National Bank of Abu Dhabi is keen to help fill a US$260 billion funding gap for small and medium-sized enterprises in the Middle East even as many banks step back from the risky business of funding them, said its chief executive Alex Thursby.

But Mr Thursby also expressed concern that governments, in their efforts to introduce more regulations to avoid a repeat of the 2008 fin­ancial crash, have erected too many barriers to wealth creation.

“Policymakers in the financial industry as a whole must nurture the entrepreneurism of our small to medium-sized businesses,” he said yesterday at a financial conference organised by the bank in Abu Dhabi.

“SMEs in today’s world must become the growth engine of our economies, and we need to give them access to capital, provide them with tools to enhance their potential and not burden them with excessive or unnecessary regulations.”

Mr Thursby noted that SMEs account for about 60 per cent of GDP in the region, a rate that is higher than more developed Europe, the US and Asia, where that figure ranges between 40 and 50 per cent of GDP

NBAD’s push, however, comes at a time of increasing stress for SMEs, usually among the first casualties of a slowing economy.

According to a survey in Nov­ember by Gulf Finance, the SME lending arm of the Dubai-based investment bank Shuaa Capital, small businesses are increasingly pessimistic about the outlook for growth as oil prices remain unusually low.

But NBAD is a relative newcomer to the field of SME lending and has not borne too much of the brunt from the fallout over the past year, during which many SMEs have folded.

Abdul Aziz Al Ghurair, the chairman of the UAE Banking Federation, said in November that a number of small business owners might have fled the country, leaving unsettled debts of about Dh5 billion.

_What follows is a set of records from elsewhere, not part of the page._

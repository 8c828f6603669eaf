use std::collections::HashMap;
use std::process::Stdio;
use std::time::Duration;

use async_trait::async_trait;
use log::{debug, warn};
use tokio::process::Command;

use super::types::{ContainerInfo, ContainerRuntime, ContainerSpec};
use crate::error_handling::types::RuntimeError;

/// Default deadline for a single `docker` invocation. Pulls get a longer one.
const COMMAND_TIMEOUT: Duration = Duration::from_secs(120);
const PULL_TIMEOUT: Duration = Duration::from_secs(600);

/// [`ContainerRuntime`] backed by the `docker` binary.
///
/// Every invocation is spawned as a subprocess with captured streams and an
/// explicit deadline; exceeding it surfaces as [`RuntimeError::Timeout`]
/// rather than hanging the calling process.
pub struct DockerCli {
    binary: String,
}

impl DockerCli {
    pub fn new() -> Self {
        DockerCli {
            binary: String::from("docker"),
        }
    }

    async fn run(&self, args: &[&str], deadline: Duration) -> Result<String, RuntimeError> {
        debug!("docker {}", args.join(" "));

        let child = Command::new(&self.binary)
            .args(args)
            .stdin(Stdio::null())
            .stdout(Stdio::piped())
            .stderr(Stdio::piped())
            .output();

        let output = match tokio::time::timeout(deadline, child).await {
            Ok(result) => result?,
            Err(_) => {
                return Err(RuntimeError::Timeout(format!(
                    "docker {} exceeded {}s",
                    args.first().unwrap_or(&""),
                    deadline.as_secs()
                )))
            }
        };

        let stdout = String::from_utf8_lossy(&output.stdout).trim().to_string();
        if output.status.success() {
            Ok(stdout)
        } else {
            let stderr = String::from_utf8_lossy(&output.stderr).trim().to_string();
            Err(RuntimeError::CommandFailed(if stderr.is_empty() {
                format!("docker {} exited with {}", args.join(" "), output.status)
            } else {
                stderr
            }))
        }
    }

    /// Maps a command failure into an operation-specific variant while
    /// keeping timeouts distinguishable.
    fn op_error(
        context: String,
        wrap: fn(String) -> RuntimeError,
    ) -> impl FnOnce(RuntimeError) -> RuntimeError {
        move |err| match err {
            RuntimeError::Timeout(e) => RuntimeError::Timeout(e),
            other => wrap(format!("{}: {}", context, other)),
        }
    }

    /// The daemon reports a missing network as "not found" on some
    /// versions and "No such network" on others.
    fn is_missing_network(err: &RuntimeError) -> bool {
        let message = err.to_string();
        message.contains("not found") || message.contains("No such network")
    }

    fn parse_inspect(raw: &str) -> Result<ContainerInfo, RuntimeError> {
        let parsed: serde_json::Value = serde_json::from_str(raw)
            .map_err(|e| RuntimeError::InspectFailed(format!("unparseable inspect output: {}", e)))?;
        let entry = parsed
            .get(0)
            .ok_or_else(|| RuntimeError::InspectFailed(String::from("empty inspect output")))?;

        let id = entry["Id"].as_str().unwrap_or_default().to_string();
        let name = entry["Name"]
            .as_str()
            .unwrap_or_default()
            .trim_start_matches('/')
            .to_string();
        let image = entry["Config"]["Image"].as_str().unwrap_or_default().to_string();
        let running = entry["State"]["Running"].as_bool().unwrap_or(false);

        if id.is_empty() || image.is_empty() {
            return Err(RuntimeError::InspectFailed(String::from(
                "inspect output missing id or image",
            )));
        }

        // Published port bindings: "8065/tcp" -> first HostPort entry.
        let mut port_map = HashMap::new();
        if let Some(ports) = entry["NetworkSettings"]["Ports"].as_object() {
            for (key, bindings) in ports {
                let container_port = key
                    .split('/')
                    .next()
                    .and_then(|p| p.parse::<u16>().ok());
                let host_port = bindings
                    .get(0)
                    .and_then(|b| b["HostPort"].as_str())
                    .and_then(|p| p.parse::<u16>().ok());
                match (container_port, host_port) {
                    (Some(c), Some(h)) => {
                        port_map.insert(c, h);
                    }
                    _ => warn!("ignoring unparseable port binding {:?}", key),
                }
            }
        }

        let mut labels = HashMap::new();
        if let Some(raw_labels) = entry["Config"]["Labels"].as_object() {
            for (key, value) in raw_labels {
                if let Some(value) = value.as_str() {
                    labels.insert(key.clone(), value.to_string());
                }
            }
        }

        Ok(ContainerInfo {
            id,
            name,
            image,
            running,
            ports: port_map,
            labels,
        })
    }
}

impl Default for DockerCli {
    fn default() -> Self {
        Self::new()
    }
}

#[async_trait]
impl ContainerRuntime for DockerCli {
    async fn ping(&self) -> Result<(), RuntimeError> {
        self.run(&["info", "--format", "{{.ServerVersion}}"], COMMAND_TIMEOUT)
            .await
            .map_err(|e| {
                RuntimeError::DaemonUnavailable(format!(
                    "Docker daemon not reachable ({}). Is Docker running?",
                    e
                ))
            })?;
        Ok(())
    }

    async fn pull(&self, image: &str) -> Result<(), RuntimeError> {
        self.run(&["pull", image], PULL_TIMEOUT)
            .await
            .map_err(Self::op_error(image.to_string(), RuntimeError::PullFailed))?;
        Ok(())
    }

    async fn create_network(&self, name: &str, label: (&str, &str)) -> Result<(), RuntimeError> {
        let label_arg = format!("{}={}", label.0, label.1);
        self.run(
            &["network", "create", "--label", &label_arg, name],
            COMMAND_TIMEOUT,
        )
        .await
        .map_err(Self::op_error(format!("create {}", name), RuntimeError::NetworkFailed))?;
        Ok(())
    }

    async fn remove_network(&self, name: &str) -> Result<(), RuntimeError> {
        // Idempotent: a missing network is fine on the cleanup path.
        match self.run(&["network", "rm", name], COMMAND_TIMEOUT).await {
            Ok(_) => Ok(()),
            Err(e) if Self::is_missing_network(&e) => Ok(()),
            Err(e) => Err(Self::op_error(
                format!("rm {}", name),
                RuntimeError::NetworkFailed,
            )(e)),
        }
    }

    async fn create(&self, spec: &ContainerSpec) -> Result<String, RuntimeError> {
        let mut args: Vec<String> = vec![
            String::from("create"),
            String::from("--name"),
            spec.name.clone(),
            String::from("--network"),
            spec.network.clone(),
            String::from("--network-alias"),
            spec.name.clone(),
        ];
        for (key, value) in &spec.env {
            args.push(String::from("--env"));
            args.push(format!("{}={}", key, value));
        }
        for (key, value) in &spec.labels {
            args.push(String::from("--label"));
            args.push(format!("{}={}", key, value));
        }
        for port in &spec.published_ports {
            // Container port only: the daemon assigns an ephemeral host port.
            args.push(String::from("--publish"));
            args.push(port.to_string());
        }
        args.push(spec.image.clone());
        args.extend(spec.command.iter().cloned());

        let arg_refs: Vec<&str> = args.iter().map(|a| a.as_str()).collect();
        let id = self
            .run(&arg_refs, COMMAND_TIMEOUT)
            .await
            .map_err(Self::op_error(spec.name.clone(), RuntimeError::CreateFailed))?;
        Ok(id)
    }

    async fn start(&self, id: &str) -> Result<(), RuntimeError> {
        self.run(&["start", id], COMMAND_TIMEOUT)
            .await
            .map_err(Self::op_error(id.to_string(), RuntimeError::StartFailed))?;
        Ok(())
    }

    async fn stop(&self, id: &str) -> Result<(), RuntimeError> {
        self.run(&["stop", id], COMMAND_TIMEOUT)
            .await
            .map_err(Self::op_error(id.to_string(), RuntimeError::StopFailed))?;
        Ok(())
    }

    async fn remove(&self, id: &str) -> Result<(), RuntimeError> {
        match self.run(&["rm", "--force", id], COMMAND_TIMEOUT).await {
            Ok(_) => Ok(()),
            Err(e) if e.to_string().contains("No such container") => Ok(()),
            Err(e) => Err(Self::op_error(id.to_string(), RuntimeError::RemoveFailed)(e)),
        }
    }

    async fn inspect(&self, id: &str) -> Result<ContainerInfo, RuntimeError> {
        let raw = self
            .run(&["inspect", id], COMMAND_TIMEOUT)
            .await
            .map_err(Self::op_error(id.to_string(), RuntimeError::InspectFailed))?;
        Self::parse_inspect(&raw)
    }

    async fn exec(&self, id: &str, cmd: &[String]) -> Result<String, RuntimeError> {
        let mut args: Vec<&str> = vec!["exec", id];
        args.extend(cmd.iter().map(|c| c.as_str()));
        self.run(&args, COMMAND_TIMEOUT)
            .await
            .map_err(Self::op_error(id.to_string(), RuntimeError::CommandFailed))
    }

    async fn list_labeled(&self, label_key: &str) -> Result<Vec<ContainerInfo>, RuntimeError> {
        let filter = format!("label={}", label_key);
        let raw = self
            .run(
                &["ps", "--all", "--filter", &filter, "--quiet"],
                COMMAND_TIMEOUT,
            )
            .await
            .map_err(Self::op_error(String::from("list"), RuntimeError::InspectFailed))?;

        let mut infos = Vec::new();
        for id in raw.lines().filter(|l| !l.trim().is_empty()) {
            infos.push(self.inspect(id.trim()).await?);
        }
        Ok(infos)
    }
}

#[cfg(test)]
mod tests {
    use super::*;

    #[test]
    fn test_parse_inspect_extracts_fields() {
        let raw = r#"[{
            "Id": "abc123",
            "Name": "/mattermost",
            "State": {"Running": true},
            "Config": {
                "Image": "mattermostdevelopment/mattermost-enterprise-edition:master",
                "Labels": {"mm-tc.session": "/tmp/s1"}
            },
            "NetworkSettings": {
                "Ports": {"8065/tcp": [{"HostIp": "0.0.0.0", "HostPort": "49153"}]}
            }
        }]"#;
        let info = DockerCli::parse_inspect(raw).unwrap();
        assert_eq!(info.id, "abc123");
        assert_eq!(info.name, "mattermost");
        assert!(info.running);
        assert_eq!(info.host_port(8065), Some(49153));
        assert_eq!(info.labels.get("mm-tc.session").unwrap(), "/tmp/s1");
    }

    #[test]
    fn test_parse_inspect_no_ports() {
        let raw = r#"[{
            "Id": "def456",
            "Name": "/postgres",
            "State": {"Running": false},
            "Config": {"Image": "postgres:13-alpine", "Labels": {}},
            "NetworkSettings": {"Ports": {}}
        }]"#;
        let info = DockerCli::parse_inspect(raw).unwrap();
        assert!(!info.running);
        assert!(info.ports.is_empty());
    }

    #[test]
    fn test_parse_inspect_rejects_garbage() {
        assert!(DockerCli::parse_inspect("not json").is_err());
        assert!(DockerCli::parse_inspect("[]").is_err());
    }

    #[test]
    fn test_is_missing_network_matches_both_daemon_phrasings() {
        let not_found = RuntimeError::CommandFailed(String::from(
            "Error response from daemon: network mm-tc-ab12 not found",
        ));
        let no_such = RuntimeError::CommandFailed(String::from(
            "Error: No such network: mm-tc-ab12",
        ));
        let other = RuntimeError::CommandFailed(String::from(
            "Error response from daemon: network mm-tc-ab12 has active endpoints",
        ));
        assert!(DockerCli::is_missing_network(&not_found));
        assert!(DockerCli::is_missing_network(&no_such));
        assert!(!DockerCli::is_missing_network(&other));
    }
}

Mr Thursby, however, is not discouraged by the downturn for SMEs and is pressing on with the bank’s efforts to become more entrenched in the business of lending to them, as well as helping to create suit­able candidates for financing.

In the second half of last year, the bank put more than 100 business owners through courses using help from institutions including Moody’s and the Dubai-based corporate governance institute Hawkamah to help SMEs get a better grip on managing finances. It is aiming this year to train 250 businessmen and women and 600 SME owners.

UAE government officials have been counting on small businesses to play a key role in the development of the economy. SMEs account for 86 per cent of the workforce in the private sector, according to the Ministry of Economy, while 300,000 companies can be classified as part of the sector.